We were referencing a previous poster, Uccomama (sorry if I mangled the spelling) who did say that. I was following that thread.
post #56 of 215
So if you take a person and expose them to the measles virus and we see it invading their body and that person gets measles, what is the explanation if not the virus you exposed them to?

I know many who believe this non-germ theory (vernacular) will say "the person needed a better diet, their blood acidity was off, etc whatever". What is the explanation when the whole population is getting a disease when exposed, even the ones with these good practices? If varicella doesn't cause chicken pox and it is the environment of the body causing it, does that mean we all just had a bad environment? And when we can see the virus invading and taking over and the response to that virus, what is the explanation then?
post #57 of 215
Quote:
Originally Posted by 1littlebit View Post
that doesn't make any sense at all. if people started coming down with scarlet fever and it was antibiotic resistant it proabaly would get serious very quickly.
I was being facetious. Like how Chicken Pox was touted as a deadly disease as soon as they had a vaccine for it that they coudn't sell.
post #58 of 215
Strep is actually scary, like TB (and unlike chickenpox.) Because they are treated with antibiotics, surviving bacteria are the strong ones. Over time these bacteria become antibiotics resistant. _The Coming Plague_ is a book that treats this subject in pretty apocolyptic terms. We have had a reprieve from these diseases, but in the end they will be back worse than ever.
post #59 of 215
Quote:
Originally Posted by orangewallflower View Post
Oh, I actually am into natural medicine.

We were referencing a previous poster, Uccomama (sorry if I mangled the spelling) who did say that. I was following that thread.
I also did not state that I believe that virus don't exist, but there a reason some scientists dispute their existence.
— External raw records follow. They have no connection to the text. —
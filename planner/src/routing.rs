use std::cmp::Reverse;
use std::collections::BinaryHeap;

use mission_types::Coordinate;

/// Millimeter-scaled edge weight, matching the VRP cost model's integer
/// distances (§4.2 Step 3).
pub type EdgeWeightMm = u64;

#[derive(Debug, Clone)]
pub struct Graph {
    pub nodes: Vec<Coordinate>,
    pub adjacency: Vec<Vec<(usize, EdgeWeightMm)>>,
}

fn distance_mm(a: Coordinate, b: Coordinate) -> EdgeWeightMm {
    (a.haversine_m(b) * 1000.0).round() as u64
}

/// Build a k-nearest-neighbour graph: each node connects to up to
/// `max_neighbor` others within `max_neighbor_distance_m`, found via
/// `select_nth_unstable_by` rather than a full sort (§4.2 Step 2).
pub fn build_knn_graph(points: &[Coordinate], max_neighbor: usize, max_neighbor_distance_m: f64) -> Graph {
    let n = points.len();
    let mut adjacency = vec![Vec::new(); n];

    for i in 0..n {
        let mut candidates: Vec<(usize, f64)> = (0..n)
            .filter(|&j| j != i)
            .map(|j| (j, points[i].haversine_m(points[j])))
            .filter(|&(_, d)| d <= max_neighbor_distance_m)
            .collect();

        let k = max_neighbor.min(candidates.len());
        if k > 0 {
            candidates.select_nth_unstable_by(k - 1, |a, b| a.1.total_cmp(&b.1));
            candidates.truncate(k);
        } else {
            candidates.clear();
        }

        for (j, dist_m) in candidates {
            let weight = (dist_m * 1000.0).round() as u64;
            adjacency[i].push((j, weight));
        }
    }

    // Nearest-neighbour is not a symmetric relation (i's closest point need
    // not have i as its own closest point), but the graph Dijkstra walks
    // must be undirected: add the reciprocal edge wherever it's missing.
    for i in 0..n {
        for (j, w) in adjacency[i].clone() {
            if !adjacency[j].iter().any(|&(back, _)| back == i) {
                adjacency[j].push((i, w));
            }
        }
    }

    Graph { nodes: points.to_vec(), adjacency }
}

/// Dijkstra shortest path from `source`, returning distances (mm) and
/// predecessor links for path reconstruction (§4.2 Step 3).
pub fn dijkstra(graph: &Graph, source: usize) -> (Vec<u64>, Vec<Option<usize>>) {
    let n = graph.nodes.len();
    let mut dist = vec![u64::MAX; n];
    let mut prev = vec![None; n];
    let mut heap = BinaryHeap::new();

    dist[source] = 0;
    heap.push(Reverse((0u64, source)));

    while let Some(Reverse((d, u))) = heap.pop() {
        if d > dist[u] {
            continue;
        }
        for &(v, w) in &graph.adjacency[u] {
            let next = d.saturating_add(w);
            if next < dist[v] {
                dist[v] = next;
                prev[v] = Some(u);
                heap.push(Reverse((next, v)));
            }
        }
    }

    (dist, prev)
}

/// Reconstruct the shortest path `source -> target` from a predecessor
/// table, or `None` if unreachable.
pub fn reconstruct_path(prev: &[Option<usize>], source: usize, target: usize) -> Option<Vec<usize>> {
    if source == target {
        return Some(vec![source]);
    }
    let mut path = vec![target];
    let mut current = target;
    while let Some(p) = prev[current] {
        path.push(p);
        current = p;
        if current == source {
            path.reverse();
            return Some(path);
        }
    }
    None
}

/// Full pairwise distance matrix over a small target set, each entry
/// computed as the shortest path through the k-NN graph rather than
/// straight-line distance, so targets connect through feasible corridors
/// (§4.2 Step 3).
pub fn target_distance_matrix(graph: &Graph, target_indices: &[usize]) -> Vec<Vec<u64>> {
    let n = target_indices.len();
    let mut matrix = vec![vec![0u64; n]; n];

    for (row, &src) in target_indices.iter().enumerate() {
        let (dist, _) = dijkstra(graph, src);
        for (col, &dst) in target_indices.iter().enumerate() {
            matrix[row][col] = dist[dst];
        }
    }
    matrix
}

#[cfg(test)]
mod tests {
    use super::*;

    fn grid_points() -> Vec<Coordinate> {
        vec![
            Coordinate::new(0.0, 0.0),
            Coordinate::new(0.0, 0.001),
            Coordinate::new(0.001, 0.0),
            Coordinate::new(10.0, 10.0),
        ]
    }

    #[test]
    fn knn_excludes_distant_node() {
        let points = grid_points();
        let graph = build_knn_graph(&points, 3, 1000.0);
        assert!(graph.adjacency[0].iter().all(|&(j, _)| j != 3));
    }

    #[test]
    fn dijkstra_finds_direct_edge() {
        let points = grid_points();
        let graph = build_knn_graph(&points, 3, 1000.0);
        let (dist, prev) = dijkstra(&graph, 0);
        assert!(dist[1] < u64::MAX);
        let path = reconstruct_path(&prev, 0, 1).unwrap();
        assert_eq!(path.first(), Some(&0));
        assert_eq!(path.last(), Some(&1));
    }

    #[test]
    fn unreachable_node_has_max_distance() {
        let points = grid_points();
        let graph = build_knn_graph(&points, 3, 1000.0);
        let (dist, prev) = dijkstra(&graph, 0);
        assert_eq!(dist[3], u64::MAX);
        assert!(reconstruct_path(&prev, 0, 3).is_none());
    }

    #[test]
    fn distance_matrix_is_symmetric_for_symmetric_graph() {
        let points = grid_points();
        let graph = build_knn_graph(&points, 3, 1000.0);
        let matrix = target_distance_matrix(&graph, &[0, 1, 2]);
        assert_eq!(matrix[0][1], matrix[1][0]);
    }

    #[test]
    fn knn_graph_is_symmetrized() {
        // p1's nearest neighbor is p2, not p0 — but p0's nearest is p1, so
        // the edge (0,1) only comes out of p0's own k=1 selection and must
        // be mirrored into adj[1]. Likewise (3,2) only comes out of p3's.
        let points = vec![
            Coordinate::new(0.0, 0.0),
            Coordinate::new(0.0, 0.00001),
            Coordinate::new(0.0, 0.000011),
            Coordinate::new(0.0, 0.001),
        ];
        let graph = build_knn_graph(&points, 1, 200.0);
        assert!(graph.adjacency[1].iter().any(|&(j, _)| j == 0));
        assert!(graph.adjacency[2].iter().any(|&(j, _)| j == 3));
    }

    #[test]
    fn distance_mm_matches_haversine_scaled() {
        let a = Coordinate::new(0.0, 0.0);
        let b = Coordinate::new(0.0, 1.0);
        let expected = (a.haversine_m(b) * 1000.0).round() as u64;
        assert_eq!(distance_mm(a, b), expected);
    }
}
However, I do not believe they cause disease. I do believe they can be present during what is labeled a disease, but they role is not pathogenic.

Quote:
Originally Posted by carriebft
So if you take a person and expose them to the measles virus and we see it invading their body and that person gets measles, what is the explanation if not the virus you exposed them to?

I know many who believe this non-germ theory (vernacular) will say "the person needed a better diet, their blood acidity was off, etc whatever". What is the explanation when the whole population is getting a disease when exposed, even the ones with these good practices? If varicella doesn't cause chicken pox and it is the environment of the body causing it, does that mean we all just had a bad environment? And when we can see the virus invading and taking over and the response to that virus, what is the explanation then?
Please can you direct me to the studies and in vivo video footage of the measles virus invading a body and causing the specific childhood disease of measles.

The second part of your post is just quoting a myth propagated by both alternative and mainstream medicine; good diet. blood acidity etc have nothing to do with why a person actually "catches" something or not. I can also explain why it appears that a large portion of a population appears to get an infectious disease at the same time, good practices or no good practices, I doubt you would be open to my explanation. At is core* it has nothing to do with hygiene, the pathogen or the health of the host. Again I ask you to show me real-time in vivo video footage of a specific virus causing a specific disease. I am not interested in antibody response, I want proof of manifestation of the actual disease in a human being.

ETA: * I want to be clear by core, I mean the absolute cause of disease. I am not saying that the health of the host has nothing to do with how the body responds to the healing. Obviously a strong, healthy body is going to handle healing far more efficiently and effectively than a compromised one.
post #60 of 215
Quote:
Originally Posted by Fyrestorm View Post
I was being facetious. Like how Chicken Pox was touted as a deadly disease as soon as they had a vaccine for it that they coudn't sell.
it can be very deadly to anyone who is immunocompromised.